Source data
#####

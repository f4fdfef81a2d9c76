use std::fmt::{Display, Formatter};
use std::str::FromStr;

use serde::{Deserialize, Serialize};

use crate::ValidationError;

/// Supported ISO 4217 currency.
///
/// The set is closed: anything else is rejected at parse time, so a
/// `CurrencyCode` value is always safe to send upstream.
#[derive(Debug, Clone, Copy, PartialEq, Eq, Hash, Serialize, Deserialize)]
#[serde(try_from = "String", into = "String")]
pub enum CurrencyCode {
    Usd,
    Eur,
    Gbp,
    Jpy,
    Aud,
    Cad,
    Chf,
    Cny,
    Sek,
    Nzd,
    Brl,
}

impl CurrencyCode {
    /// Every supported currency, in display order.
    pub const ALL: [Self; 11] = [
        Self::Usd,
        Self::Eur,
        Self::Gbp,
        Self::Jpy,
        Self::Aud,
        Self::Cad,
        Self::Chf,
        Self::Cny,
        Self::Sek,
        Self::Nzd,
        Self::Brl,
    ];

    /// Parse and normalize a code to uppercase.
    pub fn parse(input: &str) -> Result<Self, ValidationError> {
        let normalized = normalize_code(input);
        if normalized.is_empty() {
            return Err(ValidationError::EmptyCurrency);
        }

        Self::ALL
            .into_iter()
            .find(|code| code.as_str() == normalized)
            .ok_or(ValidationError::UnsupportedCurrency { value: normalized })
    }

    pub const fn as_str(self) -> &'static str {
        match self {
            Self::Usd => "USD",
            Self::Eur => "EUR",
            Self::Gbp => "GBP",
            Self::Jpy => "JPY",
            Self::Aud => "AUD",
            Self::Cad => "CAD",
            Self::Chf => "CHF",
            Self::Cny => "CNY",
            Self::Sek => "SEK",
            Self::Nzd => "NZD",
            Self::Brl => "BRL",
        }
    }

    /// Flag emoji shown next to the code in selects.
    pub const fn flag(self) -> &'static str {
        match self {
            Self::Usd => "\u{1F1FA}\u{1F1F8}",
            Self::Eur => "\u{1F1EA}\u{1F1FA}",
            Self::Gbp => "\u{1F1EC}\u{1F1E7}",
            Self::Jpy => "\u{1F1EF}\u{1F1F5}",
            Self::Aud => "\u{1F1E6}\u{1F1FA}",
            Self::Cad => "\u{1F1E8}\u{1F1E6}",
            Self::Chf => "\u{1F1E8}\u{1F1ED}",
            Self::Cny => "\u{1F1E8}\u{1F1F3}",
            Self::Sek => "\u{1F1F8}\u{1F1EA}",
            Self::Nzd => "\u{1F1F3}\u{1F1FF}",
            Self::Brl => "\u{1F1E7}\u{1F1F7}",
        }
    }

    /// ISO 3166-1 alpha-2 region used for flag images (`eu` for the euro).
    pub const fn region(self) -> &'static str {
        match self {
            Self::Usd => "us",
            Self::Eur => "eu",
            Self::Gbp => "gb",
            Self::Jpy => "jp",
            Self::Aud => "au",
            Self::Cad => "ca",
            Self::Chf => "ch",
            Self::Cny => "cn",
            Self::Sek => "se",
            Self::Nzd => "nz",
            Self::Brl => "br",
        }
    }
}

/// Trim and uppercase a raw code without checking it against the allow-list.
pub fn normalize_code(input: &str) -> String {
    input.trim().to_ascii_uppercase()
}

impl Display for CurrencyCode {
    fn fmt(&self, f: &mut Formatter<'_>) -> std::fmt::Result {
        f.write_str(self.as_str())
    }
}

impl FromStr for CurrencyCode {
    type Err = ValidationError;

    fn from_str(value: &str) -> Result<Self, Self::Err> {
        Self::parse(value)
    }
}

impl TryFrom<String> for CurrencyCode {
    type Error = ValidationError;

    fn try_from(value: String) -> Result<Self, Self::Error> {
        Self::parse(&value)
    }
}

impl From<CurrencyCode> for String {
    fn from(value: CurrencyCode) -> Self {
        value.as_str().to_owned()
    }
}

#[cfg(test)]
mod tests {
    use super::*;

    #[test]
    fn parses_and_normalizes_code() {
        let parsed = CurrencyCode::parse(" usd ").expect("code should parse");
        assert_eq!(parsed, CurrencyCode::Usd);
        assert_eq!(parsed.to_string(), "USD");
    }

    #[test]
    fn rejects_codes_outside_allow_list() {
        let err = CurrencyCode::parse("xyz").expect_err("must fail");
        assert_eq!(
            err,
            ValidationError::UnsupportedCurrency {
                value: String::from("XYZ")
            }
        );
    }

    #[test]
    fn rejects_blank_code() {
        let err = CurrencyCode::parse("   ").expect_err("must fail");
        assert_eq!(err, ValidationError::EmptyCurrency);
    }

    #[test]
    fn allow_list_round_trips_through_as_str() {
        for code in CurrencyCode::ALL {
            assert_eq!(CurrencyCode::parse(code.as_str()), Ok(code));
            assert_eq!(code.region().len(), 2);
        }
    }

    #[test]
    fn serializes_as_uppercase_string() {
        let json = serde_json::to_string(&CurrencyCode::Chf).expect("serialize");
        assert_eq!(json, "\"CHF\"");
        let back: CurrencyCode = serde_json::from_str("\"chf\"").expect("deserialize");
        assert_eq!(back, CurrencyCode::Chf);
    }
}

#####

Filter the entries above down to the lines that hold the word "EmptyCurrency", and copy those lines.

» RESULT OF THE EXERCISE:
            return Err(ValidationError::EmptyCurrency);
        assert_eq!(err, ValidationError::EmptyCurrency);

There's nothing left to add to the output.